By Philippe Paringaux

Rock & Folk, August 1969


THE MOTHERS OF INVENTION
UNCLE MEAT. I) Uncle meat. The voice of Cheese. Nine types of industrial pollution. Zolar Czakl. Dog Breath, in the year of the plague. The legend of the golden arches. Louie Louie. The dog breath variations. Sleeping in a jar. Our bizarre relationship. The uncle meat variations. Electric aunt Jimena. Prelude to King-Kong. God bless America. A pound for a brown on the bus. lan Underwood whips it out. II) Mr Green genes. We can shoot you. « If we'd been living in California ». The air. Project X. Cruising for burgers. King Kong itself. King Kong. BIZARRE (dist. VOGUE) CRV 2009/2 x 30 cm

Si nous n'avons pas parlé de ce disque dans Rock & Folk le mois dernier, c'est qu'il s'y trouvait déjà un long article sur les Mothers. Mais un double-album de ce groupe et de cette qualité là, cela mérite bien que l'on s'y arrête un peu. C'est la musique d'un film, paraît-il, un film que les Mothers ont commencé et qu'ils n'ont pas encore terminé, faute d'argent. Peu importe (encore que cela doive être quelque chose, ce film), il nous reste un disque exceptionnel, bien plus satisfaisant à mon avis (mais ce n'est qu'un avis, la critique est subjective, Djentillon... ) que le récent concert des Mothers à Paris.

Plus satisfaisant parce que tout y est parfait, parce que les Mamans de Zappa vont beaucoup plus loin sur ces deux ronds de cire qu'elles n'avaient été sur la scène de l'Olympia. Plus loin dans leurs recherches sonores qui confinent parfois à l'absurde et à l'acte gratuit, plus loin dans l'humour (les gens qui ont vraiment de l'humour sont ceux qui savent rire d'eux-mêmes, c'est le cas des Mothers), plus loin dans le swing (ainsi la formidable face consacrée à King Kong, tout au long de laquelle Preston et Zappa font, sur accompagnement de fer, une éblouissante démonstration), plus loin dans l'extraordinaire, dans la folie, dans le génie. Recherches sonores grinçantes sur rythmes de rock, folles envolées ou climats longuement explorés, disséqués, fouillés, rifts inattendus et soudains changements de tempo, passages parlés (les Mothers demandent de l'argent à Zappa, Susy Creamcheese élucubre, Ian Underwood raconte comment il a été engagé -- « Zappa m'a dit de lui montrer comment je jouais, alors j'ai joué », et suit un formidale solo d'alto électrique qui est l'un des plus beaux moments du disque), tout cela fait partie de l'art des Mothers, mais n'avait sans doute jamais été aussi bien exprimé que dans ces deux disques.

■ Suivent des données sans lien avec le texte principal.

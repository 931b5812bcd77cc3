// Copyright 2025 Red Hat, Inc.
//
// Licensed under the Apache License, Version 2.0 (the "License");
// you may not use this file except in compliance with the License.
// You may obtain a copy of the License at
//
//     https://www.apache.org/licenses/LICENSE-2.0
//
// Unless required by applicable law or agreed to in writing, software
// distributed under the License is distributed on an "AS IS" BASIS,
// WITHOUT WARRANTIES OR CONDITIONS OF ANY KIND, either express or implied.
// See the License for the specific language governing permissions and
// limitations under the License.

//! Constructors for the resource and subject references RBAC reports to the
//! inventory.

use kessel_inventory::v1beta2::{
    ReporterReference, RepresentationType, ResourceReference, SubjectReference,
};

const REPORTER: &str = "rbac";

/// The representation type of RBAC workspaces.
pub fn workspace_type() -> RepresentationType {
    RepresentationType {
        resource_type: "workspace".into(),
        reporter_type: Some(REPORTER.into()),
    }
}

/// The representation type of RBAC roles.
pub fn role_type() -> RepresentationType {
    RepresentationType {
        resource_type: "role".into(),
        reporter_type: Some(REPORTER.into()),
    }
}

fn rbac_resource(resource_type: &str, resource_id: String) -> ResourceReference {
    ResourceReference {
        resource_type: resource_type.into(),
        resource_id,
        reporter: Some(ReporterReference {
            r#type: REPORTER.into(),
            instance_id: None,
        }),
    }
}

/// A reference to the principal `id` in the identity `domain`.
pub fn principal_resource(id: &str, domain: &str) -> ResourceReference {
    rbac_resource("principal", format!("{domain}/{id}"))
}

/// A reference to the role `resource_id`.
pub fn role_resource(resource_id: impl Into<String>) -> ResourceReference {
    rbac_resource("role", resource_id.into())
}

/// A reference to the workspace `resource_id`.
pub fn workspace_resource(resource_id: impl Into<String>) -> ResourceReference {
    rbac_resource("workspace", resource_id.into())
}

/// The principal `id` in `domain`, as the subject of a relationship query.
pub fn principal_subject(id: &str, domain: &str) -> SubjectReference {
    SubjectReference {
        resource: Some(principal_resource(id, domain)),
        relation: None,
    }
}

/// An arbitrary resource as a subject, optionally through a relation
/// (a subject set). An empty `relation` means the resource itself.
pub fn subject(resource: ResourceReference, relation: &str) -> SubjectReference {
    SubjectReference {
        resource: Some(resource),
        relation: (!relation.is_empty()).then(|| relation.into()),
    }
}

#[cfg(test)]
mod tests {
    use super::*;

    #[test]
    fn principal_ids_are_domain_qualified() {
        let resource = principal_resource("alice", "redhat");
        assert_eq!(resource.resource_type, "principal");
        assert_eq!(resource.resource_id, "redhat/alice");
        assert_eq!(resource.reporter.unwrap().r#type, "rbac");
    }

    #[test]
    fn subject_with_relation() {
        let subject = subject(workspace_resource("w1"), "member");
        assert_eq!(subject.relation.as_deref(), Some("member"));
    }

    #[test]
    fn subject_without_relation() {
        let subject = subject(workspace_resource("w1"), "");
        assert_eq!(subject.relation, None);
    }

    #[test]
    fn well_known_types_are_reported_by_rbac() {
        assert_eq!(workspace_type().resource_type, "workspace");
        assert_eq!(workspace_type().reporter_type.as_deref(), Some("rbac"));
        assert_eq!(role_type().resource_type, "role");
    }
}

Grâce à la qualité supérieure des musiciens, grâce à Zappa (« Nine types of industrial pollution» est un long et remarquable solo de guitare, blues disséqué, torturé sur fond sonore qui, d'après le titre du morceau, doit évoquer une usine en plein travail), grâce à cet esprit que le leader et ses hommes ont en commun, raillerie sans amertume, critique sans haine, destruction sans violence (au contraire de celle du MC5, des Doors ou du Chicago Transit Authority, par exemple, la musique des Mothers semble complètement dégagée de toute préoccupation immédiatement politique, et n'attaque la société qu'en ridiculisant sans trève son « patrimoine culturel» dont le rock fait d'ailleurs partie, à entendre de quelle façon les Mothers traitent « Louie Louie » !), cette œuvre (le mot ne plairait pas aux Mothers) est certainement l'une des plus fortes, des plus belles et des plus significatives que nous ait données la popmusic à ce jour.